麻酔をかけたマウスを定位固定装置フレームに配置します。ブレグマとラムダを識別し、2つのランドマーク間の高さ差が100マイクロメートルを超えないようにします。計算された座標を見つけて、滅菌鉛筆で頭蓋骨に印を付けます。
座標の周囲に、2 mm x 2 mm の開頭手術ウィンドウのアウトラインを作成します。麻酔の深さを確認した後、高速ドリルを使用して2ミリメートル×2ミリメートルの開頭窓を作成します。脳表面が乾燥するのを防ぐために、0.5〜1ミリリットルの通常の生理食塩水を適用します。
シリンジ針と細い鉗子を使用して硬膜を取り除きます。次に、高速ドリルを使用して、シリコンプローブの参照電極用に、通常は頭蓋窓から1〜2ミリメートルのところに別のバリ穴を作成します。頭蓋骨に0.2ミリリットルの低毒性シリコン接着剤を塗布して、開頭術を完全に密閉します。
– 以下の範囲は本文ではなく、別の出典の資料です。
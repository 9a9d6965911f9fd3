use clap::Parser;

use crate::grid::DEFAULT_SIZE;

#[derive(Debug, Parser)]
#[command(
    name = "paint-bucket",
    about = "Flood-fill paint canvas whose edges wrap around",
    author,
    version
)]
pub struct Cli {
    /// Canvas width in cells.
    #[arg(long, default_value_t = DEFAULT_SIZE, value_parser = at_least_one)]
    pub width: usize,
    /// Canvas height in cells.
    #[arg(long, default_value_t = DEFAULT_SIZE, value_parser = at_least_one)]
    pub height: usize,
    /// Seed for the random pattern.
    #[arg(long, default_value_t = 0)]
    pub seed: u32,
    /// Percentage of cells painted by the random pattern.
    #[arg(long, default_value_t = 33, value_parser = clap::value_parser!(u8).range(0..=100))]
    pub density: u8,
    /// Delay between simulation steps in milliseconds.
    #[arg(long, default_value_t = 200)]
    pub interval_ms: u64,
}

fn at_least_one(s: &str) -> Result<usize, String> {
    match s.parse::<usize>() {
        Ok(0) => Err("must be at least 1".to_string()),
        Ok(n) => Ok(n),
        Err(err) => Err(err.to_string()),
    }
}
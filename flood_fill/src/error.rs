// error.rs - Contract violations reported by the fill engine

use thiserror::Error;

/// Errors returned by a fill before any cell is touched.
#[derive(Debug, Clone, PartialEq, Eq, Error)]
pub enum FillError {
    #[error("seed ({x}, {y}) lies outside the {width}x{height} grid")]
    OutOfBounds {
        x: usize,
        y: usize,
        width: usize,
        height: usize,
    },
    #[error("row {row} has {len} cells but the grid is {width} wide")]
    Ragged { row: usize, len: usize, width: usize },
}
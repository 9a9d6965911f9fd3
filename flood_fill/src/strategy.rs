// strategy.rs - Pluggable equality and mutation for the fill engine

use crate::Point;

/// Decides whether a candidate cell belongs to the region seeded by `target`.
///
/// `target` is the seed's value read before the fill mutates anything; it
/// stays the same for the whole fill.
pub trait CellEquality<V> {
    fn matches(&self, candidate: &V, target: &V) -> bool;
}

impl<V, F> CellEquality<V> for F
where
    F: Fn(&V, &V) -> bool,
{
    fn matches(&self, candidate: &V, target: &V) -> bool {
        self(candidate, target)
    }
}

/// Writes the replacement into a cell accepted into the region.
///
/// Called exactly once per accepted cell, at the moment it is accepted.
pub trait CellMutation<V> {
    fn apply(&self, grid: &mut [Vec<V>], replacement: &V, at: Point);
}

impl<V, F> CellMutation<V> for F
where
    F: Fn(&mut [Vec<V>], &V, Point),
{
    fn apply(&self, grid: &mut [Vec<V>], replacement: &V, at: Point) {
        self(grid, replacement, at)
    }
}

/// `PartialEq` equality.
#[derive(Debug, Clone, Copy, Default)]
pub struct ValueEq;

impl<V: PartialEq> CellEquality<V> for ValueEq {
    fn matches(&self, candidate: &V, target: &V) -> bool {
        candidate == target
    }
}

/// Replaces the whole cell with a clone of the replacement.
#[derive(Debug, Clone, Copy, Default)]
pub struct Overwrite;

impl<V: Clone> CellMutation<V> for Overwrite {
    fn apply(&self, grid: &mut [Vec<V>], replacement: &V, at: Point) {
        grid[at.y][at.x] = replacement.clone();
    }
}
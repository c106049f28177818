//! TFE token resolution from multiple sources

use log::debug;
use serde::Deserialize;
use std::collections::HashMap;
use std::fs;
use std::path::{Path, PathBuf};

use crate::config::credentials;
use crate::error::{Result, TfeError};

/// Credentials file structure
#[derive(Deserialize, Debug)]
struct TfeCredentials {
    credentials: HashMap<String, TfeCredential>,
}

/// Single credential entry
#[derive(Deserialize, Debug)]
struct TfeCredential {
    token: String,
}

/// Token resolution with fallback logic
pub struct TokenResolver {
    /// Hostname used as the credentials file key
    hostname: String,
    credentials_path: Option<PathBuf>,
}

impl TokenResolver {
    /// Create a new token resolver for the given host (hostname or URL)
    pub fn new(host: &str) -> Self {
        Self {
            hostname: hostname_of(host),
            credentials_path: Self::default_credentials_path(),
        }
    }

    /// Override the credentials file location
    pub fn with_credentials_path(mut self, path: impl Into<PathBuf>) -> Self {
        self.credentials_path = Some(path.into());
        self
    }

    /// Resolve token from multiple sources with fallback:
    /// 1. CLI argument (if provided)
    /// 2. Environment variables (TFE_TOKEN, TFC_TOKEN, HCP_TOKEN - in order)
    /// 3. Credentials file (~/.terraform.d/credentials.tfrc.json)
    pub fn resolve(&self, cli_token: Option<&str>) -> Result<String> {
        if let Some(token) = cli_token.filter(|t| !t.trim().is_empty()) {
            debug!("Using token from CLI argument");
            return Ok(token.to_string());
        }

        for env_var in credentials::TOKEN_ENV_VARS {
            if let Ok(token) = std::env::var(env_var) {
                if !token.trim().is_empty() {
                    debug!("Using token from {} environment variable", env_var);
                    return Ok(token);
                }
            }
        }

        debug!(
            "No token found in environment variables {:?}, trying credentials file",
            credentials::TOKEN_ENV_VARS
        );
        self.read_from_credentials_file()
    }

    /// Read token from Terraform credentials file
    fn read_from_credentials_file(&self) -> Result<String> {
        let credentials_path = self
            .credentials_path
            .as_deref()
            .ok_or_else(|| TfeError::TokenNotFound(self.token_not_found_message(None)))?;

        debug!(
            "Looking for credentials file at: {}",
            credentials_path.display()
        );

        let content = fs::read_to_string(credentials_path).map_err(|_| {
            TfeError::TokenNotFound(self.token_not_found_message(Some(credentials_path)))
        })?;

        let creds: TfeCredentials = serde_json::from_str(&content).map_err(|e| {
            TfeError::Credentials(format!(
                "Could not parse credentials file {}: {}",
                credentials_path.display(),
                e
            ))
        })?;

        creds
            .credentials
            .get(&self.hostname)
            .map(|cred| {
                debug!(
                    "Using token from credentials file {} for host: {}",
                    credentials_path.display(),
                    self.hostname
                );
                cred.token.clone()
            })
            .ok_or_else(|| {
                TfeError::TokenNotFound(self.token_not_found_message(Some(credentials_path)))
            })
    }

    /// Generate helpful error message when token is not found
    fn token_not_found_message(&self, credentials_path: Option<&Path>) -> String {
        let env_vars = credentials::TOKEN_ENV_VARS.join(", ");
        let creds_info = credentials_path
            .map(|p| format!(" or in credentials file {}", p.display()))
            .unwrap_or_default();

        format!(
            "No API token found for host '{}'. Please provide a token using one of:\n\
             \n\
             1. CLI argument:      tfe-team-remove --token <TOKEN>\n\
             2. Environment var:   export TFE_TOKEN=<TOKEN>  (also: TFC_TOKEN, HCP_TOKEN)\n\
             3. Terraform login:   terraform login {}\n\
             \n\
             Checked: env vars [{}]{}",
            self.hostname, self.hostname, env_vars, creds_info
        )
    }

    /// Get the path to Terraform credentials file (platform-specific)
    /// - Windows: %APPDATA%\terraform.d\credentials.tfrc.json
    /// - Linux/macOS: ~/.terraform.d/credentials.tfrc.json
    fn default_credentials_path() -> Option<PathBuf> {
        #[cfg(windows)]
        {
            dirs::config_dir().map(|p| p.join(credentials::FILE_NAME))
        }

        #[cfg(not(windows))]
        {
            dirs::home_dir().map(|p| p.join(credentials::FILE_PATH_UNIX))
        }
    }
}

/// Strip scheme, path and trailing slash from a host value
fn hostname_of(host: &str) -> String {
    let host = host.trim();
    let without_scheme = host.split_once("://").map(|(_, rest)| rest).unwrap_or(host);
    without_scheme
        .split('/')
        .next()
        .unwrap_or(without_scheme)
        .to_string()
}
ヘッドプレートとネジを使用して、マウスのヘッドを電気生理学記録リグに固定します。次に、シリコンプローブシャンクを蛍光染料でコーティングして、実験後にプローブの軌道を再構築できるようにします。その後、プローブをマニピュレーターに取り付け、希望の角度を設定します。
記録プローブを頭蓋窓の中心内の脳表面まで下げるには、プローブを約300マイクロメートルの深さまで手動で挿入します。この深さまで挿入したら、組織の損傷を最小限に抑えるために、プローブを目標の深さまで毎分200マイクロメートルまでゆっくりと下げます。最後に、開頭術の窓の中の脳表面にミネラルオイルを塗布して、乾燥を防ぎます。
次に、Intan記録コントローラーを使用して、シリコンプローブとECOGからのデータを30キロヘルツで記録します。記録されたほとんどのニューロンは、セボフルラン麻酔中に発火を減少させました。VLPAGの発火は、ベースラインからセボフルラン投与中まで有意に減少しました。.
この減少は、すべてのVLPAGニューロンで一貫していました。